A Brief History of Kitchen-sink Realism

Up The Junction, by playwright/author Nell Mary Dunn, is a 1963 collection of short stories depicting the personal lives of the people of Battersea and Clapham Junction, set in its industrial slums. The book, mostly centered around the same four characters, was then adapted into a movie of the same name in 1968. In this adaptation, we see the characters Polly, Pete, Rube, and Sylvie come to life. Polly is an heiress, on the run from her rich and easy west-end London, Chelsea roots.

Polly (Suzy Kendall) upon fresh arrival to the confectionary, Up The Junction, 1968

She walks into a modest confectionary factory across the river Thames in Battersea and meekly asks for a job. This scene perfectly frames Polly in stark contrast to the common folk — amidst the stares and jumpy politeness she gets from her affluent and elegant appearance contrasted to the grimy and unhygienic nature of the factory. It is obvious by the way she responds that she comes from a life where most, if not all, of her needs, were met at the snap of a finger and a pleasant smile. The film tackles provocative themes of early adult life in the not-so-well-off parts of London in the 60s, complete with messy relationships, dangerous abortions, monotony, and an overall sense of hopelessness, as any dreams these characters have, are dashed and whittled away into an eventuality of nothing.

A Taste of Honey, 1961

This film is classified under kitchen-sink realism or kitchen-sink dramas as they were most commonly referred to. Kitchen-sink realism is a British cultural movement that developed in the late 1950s to the late 1960s, whose protagonists could best be described as “angry, disgruntled youths,’ disillusioned with society and the world around them — not so different from a movement happening amongst angry and disgruntled youths right now. Kitchen-sink realism in theatre, cinema, and novels takes these young working-class Britons and places them in situations where their untapped potential for chaos and true self-destruction can be displayed in the most somber and subtle of ways, like in Up The junction — where we see the leads attempt to circumvent their unfortunate circumstances, only to still be betrayed by the world around them. In the LGBT/race-focused drama A Taste of Honey, an interracial relationship is undermined and eventually ruined due to the protagonist’s alcoholic mother detesting the fact that her grandchild would be part-black.

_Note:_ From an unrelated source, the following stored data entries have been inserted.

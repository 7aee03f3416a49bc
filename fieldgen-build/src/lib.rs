//! Build-time generator for fieldgen artifacts.
//!
//! This crate scans schema files for structs deriving `FieldNames`,
//! `FieldEnum`, `FieldVisitor` or `FieldMapper` and writes a copy of each
//! file into the output directory with the derives expanded in place, so the
//! generated code is readable and checked in like any other module.
//!
//! # Example
//!
//! In your `build.rs`:
//!
//! ```ignore
//! fn main() {
//!     let report = fieldgen_build::generate()
//!         .scan_path("schema/")
//!         .output_dir("src/generated")
//!         .crate_name("crate::generated")
//!         .run()
//!         .expect("Failed to generate field artifacts");
//!
//!     report.emit_cargo_diagnostics();
//!     report.ensure_success().expect("fieldgen diagnostics");
//!
//!     println!("cargo:rerun-if-changed=schema/");
//! }
//! ```

mod generator;
mod report;
mod scanner;

pub use generator::Generator;
pub use report::{GenerationReport, format_diagnostic};

/// Create a new generator with default settings.
///
/// # Example
///
/// ```ignore
/// fieldgen_build::generate()
///     .scan_path("schema/")
///     .output_dir("src/generated")
///     .run()?
///     .ensure_success()?;
/// ```
pub fn generate() -> Generator {
    Generator::new()
}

The art scene in the 1950s-60s London was dominated in no small part by the kitchen-sink realism movement in which the working-class Londoners were the focus. They lived in small-cramped apartments and worked in shitty conditions. They found escapism through bottomless drinking in pubs and found interest in exploring socio-cultural issues such as homelessness, abortion, and equal rights. While art made in the genre is notorious for depicting life as nihilistically as you could possibly imagine, one could argue that it’s only the director’s devotion to social realism that makes it so, and through the author’s will to bring the ugly truths of the lost youth at the time to life. Either way, kitchen-sink realism aimed to hold up a mirror to the world, as well as relate to the youth of the London slums.

Kes, 1969

Kitchen-sink realism was born out of necessity. In the 1940s-50s, British cinema and theatre were overcome with clean-cut dramas and tamed-down comedies aimed to sedate a largely growing crowd of newly-educated writers and authors — it was their time to speak. The movement aimed to spin the narrative of the English working class in a way that could truly relate to them. They were the people overlooked, the extras in the background of a movie about an upper-middle class family, unvarnished and raw. They were you and me, and that is, I believe, why the art that was borne out of that forgotten era remains so timeless and fresh to this day.

Who was Squeeze?

After the brief breakdown of the artistic climate from which the true subject of this essay, the song Up The Junction was born, I think we can really see the themes at play here. Squeeze was an English new-wave/rock band that rose to prominence during the mid-1970s, comprised of guitarists/vocalists/lyricists Chris Difford and Glen Tilbrook.

Fun fact, Difford claims to have stolen 50p from his mother’s purse to advertise for a guitarist to join his band that hadn’t even been formed yet, and Tilbrook was the first and only to answer the call-to-action.

And so, they began writing songs together until finally adding Jools Holland on drums and Paul Gunn on the keyboard to the mix to form an actual band. While their single in question off the album Cool for Cats was sung by Tilbrook, the lyrics of most of their other early work were written by Difford, with Tilbrook stating that he found Difford’s lyricism to be brilliant.

From middle-left: Glenn Tilbrook, Chris Difford

Each member of the band had reached adolescence during the kitchen-sink realism movement, and the music they would go on to create reflects it — but like with all counter-cultures, the individual has to seek it out, and seek it out they did. Not much is known about the early lives of Difford and Tilbrook, however, in a Word in Your Ear podcast episode, Difford sheds a little light on what his teenage years were like around that era. Difford pulls out a diary entry he kept from October 1973. It reads,

Work was still. I went up to town with Glenn (Tilbrook) to see Mike Cooper, the book looks fine. We had a long chat over a glass of rum. Came home, freaked out at Sharon Cross — don’t tell me why. Bought Quadrophenia by The Who.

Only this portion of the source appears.